#### EXERCISE
Pull every line with "removed" from the entries below.

#### STORED DATA
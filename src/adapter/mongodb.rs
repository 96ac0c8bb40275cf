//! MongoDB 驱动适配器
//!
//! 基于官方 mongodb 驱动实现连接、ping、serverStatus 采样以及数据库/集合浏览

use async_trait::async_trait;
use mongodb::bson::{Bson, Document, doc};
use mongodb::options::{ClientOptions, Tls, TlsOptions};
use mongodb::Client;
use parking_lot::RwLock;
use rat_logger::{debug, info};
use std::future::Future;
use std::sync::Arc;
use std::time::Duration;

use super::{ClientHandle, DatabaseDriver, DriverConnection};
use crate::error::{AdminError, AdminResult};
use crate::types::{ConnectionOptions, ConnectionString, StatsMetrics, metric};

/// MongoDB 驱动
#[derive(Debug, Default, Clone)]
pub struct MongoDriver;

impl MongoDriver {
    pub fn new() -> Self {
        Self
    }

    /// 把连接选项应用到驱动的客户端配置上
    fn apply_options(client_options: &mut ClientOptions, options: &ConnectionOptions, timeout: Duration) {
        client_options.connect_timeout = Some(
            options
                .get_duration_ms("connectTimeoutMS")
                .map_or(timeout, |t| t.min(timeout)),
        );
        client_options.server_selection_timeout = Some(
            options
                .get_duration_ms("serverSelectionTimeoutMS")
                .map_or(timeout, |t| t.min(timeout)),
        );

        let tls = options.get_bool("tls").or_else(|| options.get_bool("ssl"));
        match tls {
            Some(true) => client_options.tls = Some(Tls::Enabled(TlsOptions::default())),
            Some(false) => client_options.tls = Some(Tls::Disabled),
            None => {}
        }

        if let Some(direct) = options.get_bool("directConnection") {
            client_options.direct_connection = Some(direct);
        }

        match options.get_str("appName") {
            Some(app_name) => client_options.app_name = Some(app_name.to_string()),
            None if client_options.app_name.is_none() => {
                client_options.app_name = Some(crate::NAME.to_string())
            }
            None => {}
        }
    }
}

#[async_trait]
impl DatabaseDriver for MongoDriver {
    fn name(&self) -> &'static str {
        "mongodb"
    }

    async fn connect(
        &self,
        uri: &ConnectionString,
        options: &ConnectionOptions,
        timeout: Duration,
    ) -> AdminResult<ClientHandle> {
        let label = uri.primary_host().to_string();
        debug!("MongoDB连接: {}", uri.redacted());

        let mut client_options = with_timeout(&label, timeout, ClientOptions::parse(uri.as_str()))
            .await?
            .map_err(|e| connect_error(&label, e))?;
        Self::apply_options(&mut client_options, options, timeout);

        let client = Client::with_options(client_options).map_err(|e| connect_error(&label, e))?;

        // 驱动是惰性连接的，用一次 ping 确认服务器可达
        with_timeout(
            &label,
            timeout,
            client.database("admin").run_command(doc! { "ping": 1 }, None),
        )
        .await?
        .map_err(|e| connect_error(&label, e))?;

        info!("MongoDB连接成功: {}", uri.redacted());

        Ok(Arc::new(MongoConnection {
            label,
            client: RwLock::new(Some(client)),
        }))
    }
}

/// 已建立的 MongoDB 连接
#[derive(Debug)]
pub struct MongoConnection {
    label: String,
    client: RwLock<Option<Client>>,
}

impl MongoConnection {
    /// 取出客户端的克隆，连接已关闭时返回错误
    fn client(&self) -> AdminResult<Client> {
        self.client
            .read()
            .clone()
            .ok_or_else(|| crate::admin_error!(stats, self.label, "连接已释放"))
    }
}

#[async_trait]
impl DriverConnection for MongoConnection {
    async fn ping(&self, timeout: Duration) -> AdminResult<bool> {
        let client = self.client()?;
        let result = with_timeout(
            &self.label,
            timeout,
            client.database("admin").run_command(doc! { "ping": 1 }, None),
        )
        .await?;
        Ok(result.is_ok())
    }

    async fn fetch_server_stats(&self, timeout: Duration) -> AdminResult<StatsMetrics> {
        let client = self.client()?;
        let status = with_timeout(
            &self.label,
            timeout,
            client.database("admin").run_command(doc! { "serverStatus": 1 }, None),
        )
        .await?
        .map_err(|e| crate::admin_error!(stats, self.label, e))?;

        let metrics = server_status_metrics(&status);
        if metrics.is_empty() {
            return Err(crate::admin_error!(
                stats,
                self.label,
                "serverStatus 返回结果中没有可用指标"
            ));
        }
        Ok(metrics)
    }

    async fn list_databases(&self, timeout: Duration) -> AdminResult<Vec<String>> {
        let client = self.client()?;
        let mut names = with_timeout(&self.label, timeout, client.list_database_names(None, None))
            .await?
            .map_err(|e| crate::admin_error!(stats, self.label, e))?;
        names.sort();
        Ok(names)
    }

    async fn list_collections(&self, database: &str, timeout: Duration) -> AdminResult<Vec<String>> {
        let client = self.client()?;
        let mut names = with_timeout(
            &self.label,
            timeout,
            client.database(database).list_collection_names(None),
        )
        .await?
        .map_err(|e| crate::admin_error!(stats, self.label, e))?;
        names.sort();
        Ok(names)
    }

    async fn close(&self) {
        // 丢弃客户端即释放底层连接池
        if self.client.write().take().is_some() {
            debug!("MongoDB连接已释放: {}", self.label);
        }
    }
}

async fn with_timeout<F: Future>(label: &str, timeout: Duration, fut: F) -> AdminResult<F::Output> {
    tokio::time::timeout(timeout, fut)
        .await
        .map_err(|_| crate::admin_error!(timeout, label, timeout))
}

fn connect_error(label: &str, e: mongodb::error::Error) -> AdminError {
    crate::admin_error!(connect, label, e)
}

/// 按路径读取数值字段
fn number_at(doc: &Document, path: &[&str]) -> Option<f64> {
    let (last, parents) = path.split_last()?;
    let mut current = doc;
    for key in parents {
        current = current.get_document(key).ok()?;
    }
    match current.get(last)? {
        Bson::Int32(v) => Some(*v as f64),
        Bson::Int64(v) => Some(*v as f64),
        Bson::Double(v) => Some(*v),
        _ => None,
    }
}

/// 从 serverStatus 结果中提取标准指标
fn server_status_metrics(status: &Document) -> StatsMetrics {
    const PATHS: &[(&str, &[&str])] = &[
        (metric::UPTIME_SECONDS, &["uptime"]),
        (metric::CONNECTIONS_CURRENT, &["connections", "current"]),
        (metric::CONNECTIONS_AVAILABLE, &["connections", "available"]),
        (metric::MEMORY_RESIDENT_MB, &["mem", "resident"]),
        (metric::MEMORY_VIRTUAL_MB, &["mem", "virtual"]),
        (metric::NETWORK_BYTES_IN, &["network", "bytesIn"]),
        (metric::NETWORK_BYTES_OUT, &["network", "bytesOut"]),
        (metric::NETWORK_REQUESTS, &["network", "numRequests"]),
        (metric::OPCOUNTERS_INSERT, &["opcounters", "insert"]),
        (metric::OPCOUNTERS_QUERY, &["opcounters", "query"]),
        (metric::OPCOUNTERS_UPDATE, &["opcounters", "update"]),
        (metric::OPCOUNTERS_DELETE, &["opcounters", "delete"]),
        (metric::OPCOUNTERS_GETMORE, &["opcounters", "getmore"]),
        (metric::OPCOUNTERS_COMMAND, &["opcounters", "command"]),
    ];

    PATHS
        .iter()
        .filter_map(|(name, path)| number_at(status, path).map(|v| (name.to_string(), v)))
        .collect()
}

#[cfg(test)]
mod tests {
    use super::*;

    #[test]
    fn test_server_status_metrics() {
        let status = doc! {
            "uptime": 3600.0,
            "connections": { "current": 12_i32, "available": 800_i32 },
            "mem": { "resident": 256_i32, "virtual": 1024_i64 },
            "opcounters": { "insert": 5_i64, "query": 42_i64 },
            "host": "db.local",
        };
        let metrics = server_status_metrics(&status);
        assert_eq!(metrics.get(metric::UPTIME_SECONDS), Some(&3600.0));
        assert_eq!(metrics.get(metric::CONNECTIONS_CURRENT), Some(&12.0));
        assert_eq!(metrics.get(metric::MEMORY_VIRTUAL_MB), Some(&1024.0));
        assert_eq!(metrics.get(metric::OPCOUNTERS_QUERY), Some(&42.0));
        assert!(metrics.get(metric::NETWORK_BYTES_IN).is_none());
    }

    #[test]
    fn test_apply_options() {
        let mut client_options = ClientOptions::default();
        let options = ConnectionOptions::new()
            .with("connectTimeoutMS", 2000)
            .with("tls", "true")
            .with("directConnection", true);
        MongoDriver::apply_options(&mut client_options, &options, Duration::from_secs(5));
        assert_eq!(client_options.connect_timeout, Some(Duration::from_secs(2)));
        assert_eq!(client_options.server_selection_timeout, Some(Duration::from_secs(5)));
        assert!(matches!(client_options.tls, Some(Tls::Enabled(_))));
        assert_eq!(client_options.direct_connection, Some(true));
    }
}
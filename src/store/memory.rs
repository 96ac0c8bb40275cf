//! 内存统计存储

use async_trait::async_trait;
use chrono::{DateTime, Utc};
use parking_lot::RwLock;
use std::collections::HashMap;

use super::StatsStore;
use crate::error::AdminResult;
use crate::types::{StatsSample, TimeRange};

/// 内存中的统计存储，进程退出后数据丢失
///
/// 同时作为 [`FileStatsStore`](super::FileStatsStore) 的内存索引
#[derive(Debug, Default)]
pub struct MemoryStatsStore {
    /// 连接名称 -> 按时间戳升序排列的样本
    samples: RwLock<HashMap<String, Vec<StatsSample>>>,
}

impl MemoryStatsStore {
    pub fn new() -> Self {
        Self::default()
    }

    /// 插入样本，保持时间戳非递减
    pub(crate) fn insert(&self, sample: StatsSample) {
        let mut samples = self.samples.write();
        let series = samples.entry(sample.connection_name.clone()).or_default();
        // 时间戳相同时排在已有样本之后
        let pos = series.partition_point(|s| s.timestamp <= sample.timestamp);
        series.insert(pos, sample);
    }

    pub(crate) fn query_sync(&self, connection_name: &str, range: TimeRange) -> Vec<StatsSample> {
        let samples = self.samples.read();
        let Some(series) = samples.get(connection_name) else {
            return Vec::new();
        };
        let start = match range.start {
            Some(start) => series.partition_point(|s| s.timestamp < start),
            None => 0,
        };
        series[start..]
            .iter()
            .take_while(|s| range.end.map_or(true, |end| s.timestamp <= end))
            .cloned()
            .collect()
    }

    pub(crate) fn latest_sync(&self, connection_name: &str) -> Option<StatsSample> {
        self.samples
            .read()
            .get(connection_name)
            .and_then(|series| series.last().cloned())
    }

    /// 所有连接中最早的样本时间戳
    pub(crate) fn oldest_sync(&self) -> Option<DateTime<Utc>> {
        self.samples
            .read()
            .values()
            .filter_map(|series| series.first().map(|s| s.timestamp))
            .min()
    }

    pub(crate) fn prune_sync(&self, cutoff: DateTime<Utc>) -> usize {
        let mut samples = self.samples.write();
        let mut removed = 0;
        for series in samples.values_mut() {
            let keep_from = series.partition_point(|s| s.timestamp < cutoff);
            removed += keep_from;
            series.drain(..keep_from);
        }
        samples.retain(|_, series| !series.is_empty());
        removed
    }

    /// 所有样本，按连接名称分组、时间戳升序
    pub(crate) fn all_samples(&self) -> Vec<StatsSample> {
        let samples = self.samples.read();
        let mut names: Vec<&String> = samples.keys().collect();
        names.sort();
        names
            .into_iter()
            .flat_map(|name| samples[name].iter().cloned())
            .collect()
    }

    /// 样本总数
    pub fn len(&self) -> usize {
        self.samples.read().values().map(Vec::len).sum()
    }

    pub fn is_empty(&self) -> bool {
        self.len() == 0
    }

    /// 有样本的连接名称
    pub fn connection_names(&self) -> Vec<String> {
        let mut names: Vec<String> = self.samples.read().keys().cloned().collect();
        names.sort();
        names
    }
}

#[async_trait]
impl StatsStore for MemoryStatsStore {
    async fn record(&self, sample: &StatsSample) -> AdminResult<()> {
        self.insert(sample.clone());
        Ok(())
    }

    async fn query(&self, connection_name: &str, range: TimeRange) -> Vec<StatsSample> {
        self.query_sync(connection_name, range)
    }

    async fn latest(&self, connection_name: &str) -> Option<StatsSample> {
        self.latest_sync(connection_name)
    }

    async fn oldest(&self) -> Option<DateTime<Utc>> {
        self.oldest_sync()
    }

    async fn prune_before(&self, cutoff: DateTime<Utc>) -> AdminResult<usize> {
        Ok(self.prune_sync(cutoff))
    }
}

#### SOLUTION BELOW
        let mut removed = 0;
            removed += keep_from;
        removed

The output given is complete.